Veterano do MMA, Robertão (centro) nunca foi escalado para atuar no UFC. Foto: Divulgação

Porém, Thomaz aproveitou o gancho da polêmica envolvendo Eduardo Herdy no UFC Fight Night 62 para questionar o trabalho da entidade como um todo. “A coletividade do MMA e a mídia especializada repercutiu que a Comissão Brasileira vem errando em muitos eventos. Aí se questiona critérios de escolha, de formação, de preparo e também de participação. E hoje em dia nada fica encoberto. A comunicação é global, imediata, instantânea e severa em juízo de valores. Indagaram sobre a famosa meritocracia… Estariam no UFC os melhores e mais bem preparados árbitros do Brasil? O maior evento galáctico estava contando com os melhores?”, levantou o veterano.

Para Robertão, um árbitro bem capacitado precisa ter uma estrutura ao seu redor, sendo também fundamental a participação de um “mestre”, assim como acontece com os lutadores.

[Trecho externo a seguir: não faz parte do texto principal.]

//! Core types and traits for the courier declarative HTTP client.
//!
//! The heart of this crate is the response pipeline:
//! - [`NetworkResponse`] - The record threaded through the pipeline
//! - [`ResponseParser`] - Decodes raw bytes into a result ([`JsonParser`], [`TextParser`])
//! - [`ResponseInterceptor`] - A pipeline stage ([`ParsingInterceptor`],
//!   [`StatusValidationInterceptor`], [`interceptor_fn`])
//! - [`Pipeline`] - Applies interceptors in order
//!
//! Around it:
//! - [`HttpClient`] - Transport trait
//! - [`Method`], [`Request`], [`RequestBuilder`] - Assembled requests
//! - [`Response`] - Raw transport responses
//! - [`Error`] and [`Result`] - Error handling
//!
//! # Example
//!
//! ```
//! use std::sync::Arc;
//!
//! use courier_core::{JsonParser, NetworkResponse, Pipeline};
//!
//! let response = NetworkResponse::new()
//!     .with_status(200)
//!     .with_data(r#"{"a":1}"#)
//!     .with_parser(Arc::new(JsonParser::new()));
//!
//! let response = Pipeline::standard().run(response);
//! assert_eq!(response.into_result().unwrap(), serde_json::json!({"a": 1}));
//! ```

mod body;
mod client;
mod error;
mod interceptor;
mod method;
mod network_response;
mod parser;
pub mod pipeline;
pub mod prelude;
mod request;
mod response;

pub use body::{ContentType, from_value, to_json};
pub use client::HttpClient;
pub use error::{Error, Result};
pub use interceptor::{
    InterceptorFn, ParsingInterceptor, ResponseInterceptor, StatusValidationInterceptor,
    interceptor_fn,
};
pub use method::Method;
pub use network_response::{NO_RESULT_REASON, NetworkResponse};
pub use parser::{EMPTY_DATA_REASON, JsonParser, JsonReadingOptions, ResponseParser, TextParser};
pub use pipeline::Pipeline;
pub use request::{Request, RequestBuilder};
pub use response::Response;

// Re-export http crate types for status codes and headers
pub use http::{StatusCode, header};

“Eu formei poucos árbitros porque supervisiono os meus árbitros e divido com eles todos os eventos aonde vou. Fazemos briefing antes de cada luta e, após os eventos, nos reunimos para discussão de caso. Eu acompanho a carreira de cada um. Não creio em árbitros sem mestres. Até hoje envio vídeos para meu amigo e irmão, meu mestre Flávio Almendra, para me ajudar, e ele faz o mesmo. Nós nos criticamos para melhorar. Temos, então, nosso controle de qualidade. Nunca tive uma luta com resultado alterado e não me deixei envolver em polêmicas”, orgulha-se.

Justamente pela confiança que tem em seu trabalho, Thomaz ainda sonha em um dia receber a oportunidade de arbitrar no Ultimate. “Sou um homem determinado e de fé. Pode demorar, como já demorou, mas alguém algum dia vai ver que eu poderia levar a minha alegria, minha felicidade, paixão e estilo. Eu sei que vou arbitrar o UFC, pois sei que o maior e melhor evento merece excelência profissional de um Robertão, de um Almendra, de nosso time brazuca. Eu sei que a meritocracia vai pegar o Mr. Dana [White, presidente do UFC] e os irmãos Fertitta. Eu amo arbitrar em eventos pequenos, onde descubro novos talentos, em eventos tipo ‘caldeirão’, com torcida na grade… E, se não tremo nesses, não tremerei no UFC [risos]. Sou conhecido pelo meu papo reto e não puxo o tapete de ninguém. O que eu falo eu seguro a minha onda. Não quero arbitrar no UFC em detrimento do senhor Yamasaki. Ele pode continuar lá. São muitas lutas, mas eu só preciso de uma. E meu sonho de árbitro será realizado”, declarou.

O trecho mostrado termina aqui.